## Work instructions
Once you find the line with "u32, now: Timestamp)" in the entries below, return exactly every line from it through the line with "locking per cell.".

## Data to use
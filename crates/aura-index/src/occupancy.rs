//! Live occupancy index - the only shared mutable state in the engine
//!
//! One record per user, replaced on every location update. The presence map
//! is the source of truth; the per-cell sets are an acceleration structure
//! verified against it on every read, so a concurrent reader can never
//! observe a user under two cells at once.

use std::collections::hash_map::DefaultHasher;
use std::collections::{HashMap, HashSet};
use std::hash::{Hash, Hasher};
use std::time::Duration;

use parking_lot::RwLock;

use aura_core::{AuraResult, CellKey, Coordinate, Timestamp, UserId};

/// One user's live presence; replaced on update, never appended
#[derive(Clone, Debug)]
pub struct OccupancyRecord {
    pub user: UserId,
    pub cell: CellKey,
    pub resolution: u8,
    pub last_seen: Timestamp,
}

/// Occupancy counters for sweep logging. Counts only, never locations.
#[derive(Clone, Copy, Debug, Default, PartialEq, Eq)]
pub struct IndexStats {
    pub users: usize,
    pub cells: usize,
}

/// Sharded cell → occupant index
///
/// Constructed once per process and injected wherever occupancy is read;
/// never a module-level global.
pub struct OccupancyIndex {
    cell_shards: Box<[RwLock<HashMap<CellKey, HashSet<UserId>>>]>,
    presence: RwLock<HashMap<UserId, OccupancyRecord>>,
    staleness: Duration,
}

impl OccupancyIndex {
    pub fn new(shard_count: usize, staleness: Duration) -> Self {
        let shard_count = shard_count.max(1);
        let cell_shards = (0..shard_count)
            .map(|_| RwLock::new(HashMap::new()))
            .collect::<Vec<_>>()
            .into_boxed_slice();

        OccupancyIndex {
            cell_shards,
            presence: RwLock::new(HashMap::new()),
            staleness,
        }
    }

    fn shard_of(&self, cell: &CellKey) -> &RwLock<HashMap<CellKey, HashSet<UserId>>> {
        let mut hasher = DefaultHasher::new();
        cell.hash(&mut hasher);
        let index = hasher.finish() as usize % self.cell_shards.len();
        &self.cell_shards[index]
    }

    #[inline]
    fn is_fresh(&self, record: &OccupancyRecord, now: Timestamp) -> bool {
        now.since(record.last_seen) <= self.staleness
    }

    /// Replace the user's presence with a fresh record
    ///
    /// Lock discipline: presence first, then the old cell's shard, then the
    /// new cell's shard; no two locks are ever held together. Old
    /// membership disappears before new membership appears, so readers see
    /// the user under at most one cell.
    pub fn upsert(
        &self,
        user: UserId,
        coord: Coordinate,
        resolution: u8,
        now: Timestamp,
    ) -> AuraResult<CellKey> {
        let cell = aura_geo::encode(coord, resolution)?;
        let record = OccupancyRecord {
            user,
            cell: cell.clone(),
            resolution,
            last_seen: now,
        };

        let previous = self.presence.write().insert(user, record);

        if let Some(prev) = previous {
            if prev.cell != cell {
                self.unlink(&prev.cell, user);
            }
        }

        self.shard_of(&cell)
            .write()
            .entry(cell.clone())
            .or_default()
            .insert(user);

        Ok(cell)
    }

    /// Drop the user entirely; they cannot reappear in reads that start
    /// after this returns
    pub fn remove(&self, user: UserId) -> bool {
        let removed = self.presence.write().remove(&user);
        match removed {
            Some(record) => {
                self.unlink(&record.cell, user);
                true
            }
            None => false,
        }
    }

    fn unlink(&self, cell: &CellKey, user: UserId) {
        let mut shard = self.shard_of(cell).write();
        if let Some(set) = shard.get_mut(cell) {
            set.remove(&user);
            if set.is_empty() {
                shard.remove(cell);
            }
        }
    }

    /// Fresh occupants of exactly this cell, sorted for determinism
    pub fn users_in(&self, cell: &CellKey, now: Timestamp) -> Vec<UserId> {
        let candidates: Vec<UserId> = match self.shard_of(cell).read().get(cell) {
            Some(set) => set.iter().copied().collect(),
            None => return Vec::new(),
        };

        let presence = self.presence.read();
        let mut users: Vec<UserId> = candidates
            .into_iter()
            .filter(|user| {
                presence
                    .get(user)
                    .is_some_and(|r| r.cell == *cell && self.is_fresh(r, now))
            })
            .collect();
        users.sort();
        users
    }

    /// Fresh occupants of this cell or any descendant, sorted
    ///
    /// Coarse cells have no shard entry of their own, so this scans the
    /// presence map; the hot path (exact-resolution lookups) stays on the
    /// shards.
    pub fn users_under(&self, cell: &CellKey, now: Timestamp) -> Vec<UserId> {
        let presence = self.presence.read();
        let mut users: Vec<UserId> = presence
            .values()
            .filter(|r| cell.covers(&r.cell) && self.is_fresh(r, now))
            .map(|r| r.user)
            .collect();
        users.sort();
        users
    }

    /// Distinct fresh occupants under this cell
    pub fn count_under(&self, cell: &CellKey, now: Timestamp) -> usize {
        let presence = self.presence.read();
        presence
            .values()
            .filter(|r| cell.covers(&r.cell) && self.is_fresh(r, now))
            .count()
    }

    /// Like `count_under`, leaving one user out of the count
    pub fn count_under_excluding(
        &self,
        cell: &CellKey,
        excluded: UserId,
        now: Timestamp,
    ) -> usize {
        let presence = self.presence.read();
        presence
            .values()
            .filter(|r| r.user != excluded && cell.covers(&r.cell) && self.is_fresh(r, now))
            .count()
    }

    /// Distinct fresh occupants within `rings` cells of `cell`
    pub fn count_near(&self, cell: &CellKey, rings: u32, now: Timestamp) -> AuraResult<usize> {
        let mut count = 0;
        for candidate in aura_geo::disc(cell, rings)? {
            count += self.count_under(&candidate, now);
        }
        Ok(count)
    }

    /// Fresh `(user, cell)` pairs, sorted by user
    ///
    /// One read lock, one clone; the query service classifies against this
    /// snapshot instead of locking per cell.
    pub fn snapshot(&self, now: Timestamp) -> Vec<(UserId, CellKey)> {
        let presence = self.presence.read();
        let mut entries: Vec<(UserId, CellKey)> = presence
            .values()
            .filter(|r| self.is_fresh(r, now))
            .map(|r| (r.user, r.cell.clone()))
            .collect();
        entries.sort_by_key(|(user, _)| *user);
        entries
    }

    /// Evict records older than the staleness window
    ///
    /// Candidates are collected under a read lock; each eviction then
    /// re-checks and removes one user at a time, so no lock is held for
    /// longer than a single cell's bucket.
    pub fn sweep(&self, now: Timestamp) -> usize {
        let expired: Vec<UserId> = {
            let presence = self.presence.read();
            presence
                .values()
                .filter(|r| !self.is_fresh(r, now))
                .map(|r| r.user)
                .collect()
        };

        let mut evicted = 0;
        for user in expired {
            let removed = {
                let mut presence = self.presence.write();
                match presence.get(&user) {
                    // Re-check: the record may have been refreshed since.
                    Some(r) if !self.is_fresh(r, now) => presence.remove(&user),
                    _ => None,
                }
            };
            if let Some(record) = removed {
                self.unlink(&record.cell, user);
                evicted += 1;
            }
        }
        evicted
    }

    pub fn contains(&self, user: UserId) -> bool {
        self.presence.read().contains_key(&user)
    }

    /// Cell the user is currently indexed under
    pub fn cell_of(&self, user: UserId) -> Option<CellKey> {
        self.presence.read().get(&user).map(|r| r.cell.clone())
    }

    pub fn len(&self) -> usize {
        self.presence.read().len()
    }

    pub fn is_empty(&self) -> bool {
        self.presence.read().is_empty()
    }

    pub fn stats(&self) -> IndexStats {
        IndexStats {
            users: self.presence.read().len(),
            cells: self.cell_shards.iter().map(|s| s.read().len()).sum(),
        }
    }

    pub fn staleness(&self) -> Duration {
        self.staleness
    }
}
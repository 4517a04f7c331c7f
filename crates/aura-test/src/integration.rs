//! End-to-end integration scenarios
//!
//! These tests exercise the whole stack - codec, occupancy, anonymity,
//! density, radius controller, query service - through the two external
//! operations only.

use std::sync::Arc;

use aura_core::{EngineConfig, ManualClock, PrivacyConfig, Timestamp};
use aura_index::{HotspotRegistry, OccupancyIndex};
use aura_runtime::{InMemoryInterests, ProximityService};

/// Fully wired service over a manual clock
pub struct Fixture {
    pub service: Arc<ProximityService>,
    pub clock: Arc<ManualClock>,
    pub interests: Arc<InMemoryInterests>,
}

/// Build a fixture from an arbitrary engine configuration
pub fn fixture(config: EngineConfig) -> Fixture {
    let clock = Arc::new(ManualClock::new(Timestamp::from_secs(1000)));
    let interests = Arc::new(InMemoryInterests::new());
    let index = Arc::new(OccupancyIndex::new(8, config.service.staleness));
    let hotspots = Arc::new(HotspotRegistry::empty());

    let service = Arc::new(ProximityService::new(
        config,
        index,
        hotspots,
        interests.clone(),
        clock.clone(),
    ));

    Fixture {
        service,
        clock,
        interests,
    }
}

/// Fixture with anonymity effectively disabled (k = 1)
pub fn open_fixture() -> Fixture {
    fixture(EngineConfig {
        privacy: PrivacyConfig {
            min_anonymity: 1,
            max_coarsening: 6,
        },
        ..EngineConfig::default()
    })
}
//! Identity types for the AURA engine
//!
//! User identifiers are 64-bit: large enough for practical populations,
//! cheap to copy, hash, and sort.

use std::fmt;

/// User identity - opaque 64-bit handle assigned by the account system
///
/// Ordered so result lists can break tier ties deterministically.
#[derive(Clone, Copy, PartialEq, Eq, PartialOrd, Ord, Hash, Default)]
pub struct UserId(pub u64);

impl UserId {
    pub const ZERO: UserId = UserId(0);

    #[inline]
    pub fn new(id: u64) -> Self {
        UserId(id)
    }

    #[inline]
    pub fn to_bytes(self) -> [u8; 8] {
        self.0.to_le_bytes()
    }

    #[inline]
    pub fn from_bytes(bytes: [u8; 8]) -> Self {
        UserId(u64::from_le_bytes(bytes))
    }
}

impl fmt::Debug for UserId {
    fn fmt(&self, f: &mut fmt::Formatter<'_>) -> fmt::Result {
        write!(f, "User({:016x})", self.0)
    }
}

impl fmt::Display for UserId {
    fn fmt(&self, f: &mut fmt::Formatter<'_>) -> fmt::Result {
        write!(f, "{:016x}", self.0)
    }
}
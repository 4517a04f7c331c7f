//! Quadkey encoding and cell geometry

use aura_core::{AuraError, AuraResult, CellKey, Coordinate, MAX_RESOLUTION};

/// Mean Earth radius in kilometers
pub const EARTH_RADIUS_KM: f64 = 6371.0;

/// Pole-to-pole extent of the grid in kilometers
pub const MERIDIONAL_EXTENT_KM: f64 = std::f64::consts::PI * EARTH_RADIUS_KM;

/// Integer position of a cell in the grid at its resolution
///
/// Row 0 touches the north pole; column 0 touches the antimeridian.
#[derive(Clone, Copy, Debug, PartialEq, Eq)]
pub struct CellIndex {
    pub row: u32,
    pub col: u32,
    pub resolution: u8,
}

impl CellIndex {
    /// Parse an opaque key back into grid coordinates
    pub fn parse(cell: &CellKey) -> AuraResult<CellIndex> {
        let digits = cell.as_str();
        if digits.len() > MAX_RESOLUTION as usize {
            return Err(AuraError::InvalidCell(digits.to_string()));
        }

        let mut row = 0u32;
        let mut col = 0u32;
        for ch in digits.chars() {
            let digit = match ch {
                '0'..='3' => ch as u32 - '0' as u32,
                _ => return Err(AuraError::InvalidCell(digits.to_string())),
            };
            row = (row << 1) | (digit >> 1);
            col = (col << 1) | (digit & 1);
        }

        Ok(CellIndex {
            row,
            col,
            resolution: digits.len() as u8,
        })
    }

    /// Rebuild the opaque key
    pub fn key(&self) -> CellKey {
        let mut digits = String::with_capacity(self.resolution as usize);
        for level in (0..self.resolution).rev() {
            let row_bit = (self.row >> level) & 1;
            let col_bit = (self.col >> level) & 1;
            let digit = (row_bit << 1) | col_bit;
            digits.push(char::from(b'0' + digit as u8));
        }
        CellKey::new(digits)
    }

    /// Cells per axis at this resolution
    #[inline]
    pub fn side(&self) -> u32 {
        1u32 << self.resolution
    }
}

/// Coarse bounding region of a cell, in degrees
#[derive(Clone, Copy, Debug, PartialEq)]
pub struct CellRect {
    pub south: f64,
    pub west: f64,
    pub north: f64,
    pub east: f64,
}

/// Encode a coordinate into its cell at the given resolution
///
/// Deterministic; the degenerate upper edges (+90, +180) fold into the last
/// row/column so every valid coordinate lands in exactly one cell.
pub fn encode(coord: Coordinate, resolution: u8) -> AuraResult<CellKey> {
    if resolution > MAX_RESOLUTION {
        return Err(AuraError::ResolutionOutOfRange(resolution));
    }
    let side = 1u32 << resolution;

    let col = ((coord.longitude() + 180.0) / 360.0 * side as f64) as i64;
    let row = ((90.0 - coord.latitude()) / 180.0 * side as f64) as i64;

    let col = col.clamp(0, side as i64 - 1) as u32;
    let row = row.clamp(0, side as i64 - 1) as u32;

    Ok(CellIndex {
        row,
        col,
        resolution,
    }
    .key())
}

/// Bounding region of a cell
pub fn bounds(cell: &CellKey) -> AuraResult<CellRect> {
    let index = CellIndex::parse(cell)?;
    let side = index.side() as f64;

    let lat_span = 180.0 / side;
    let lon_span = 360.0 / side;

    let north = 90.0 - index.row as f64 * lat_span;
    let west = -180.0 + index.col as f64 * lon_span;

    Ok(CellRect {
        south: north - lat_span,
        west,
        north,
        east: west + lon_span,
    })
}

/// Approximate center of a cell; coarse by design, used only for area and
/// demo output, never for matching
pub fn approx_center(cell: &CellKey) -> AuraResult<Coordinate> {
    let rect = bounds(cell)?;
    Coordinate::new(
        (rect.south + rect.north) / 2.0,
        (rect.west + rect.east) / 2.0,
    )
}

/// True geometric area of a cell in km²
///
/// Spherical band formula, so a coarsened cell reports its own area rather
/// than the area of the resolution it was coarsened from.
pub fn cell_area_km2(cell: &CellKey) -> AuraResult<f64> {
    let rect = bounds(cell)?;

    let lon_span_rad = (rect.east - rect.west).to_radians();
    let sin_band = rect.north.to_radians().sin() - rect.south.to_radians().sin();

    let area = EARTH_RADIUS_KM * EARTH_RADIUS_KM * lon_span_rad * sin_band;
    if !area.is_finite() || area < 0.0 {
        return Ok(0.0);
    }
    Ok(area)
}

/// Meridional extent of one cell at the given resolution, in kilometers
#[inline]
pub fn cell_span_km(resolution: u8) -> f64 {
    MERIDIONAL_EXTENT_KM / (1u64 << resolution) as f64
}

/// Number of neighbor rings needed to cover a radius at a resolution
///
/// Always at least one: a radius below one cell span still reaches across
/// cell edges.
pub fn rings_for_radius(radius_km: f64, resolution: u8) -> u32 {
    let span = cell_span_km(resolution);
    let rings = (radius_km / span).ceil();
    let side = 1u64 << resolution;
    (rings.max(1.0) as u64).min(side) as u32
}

## Expected answer
    pub fn count_near(&self, cell: &CellKey, rings: u32, now: Timestamp) -> AuraResult<usize> {
        let mut count = 0;
        for candidate in aura_geo::disc(cell, rings)? {
            count += self.count_under(&candidate, now);
        }
        Ok(count)
    }

    /// Fresh `(user, cell)` pairs, sorted by user
    ///
    /// One read lock, one clone; the query service classifies against this
    /// snapshot instead of locking per cell.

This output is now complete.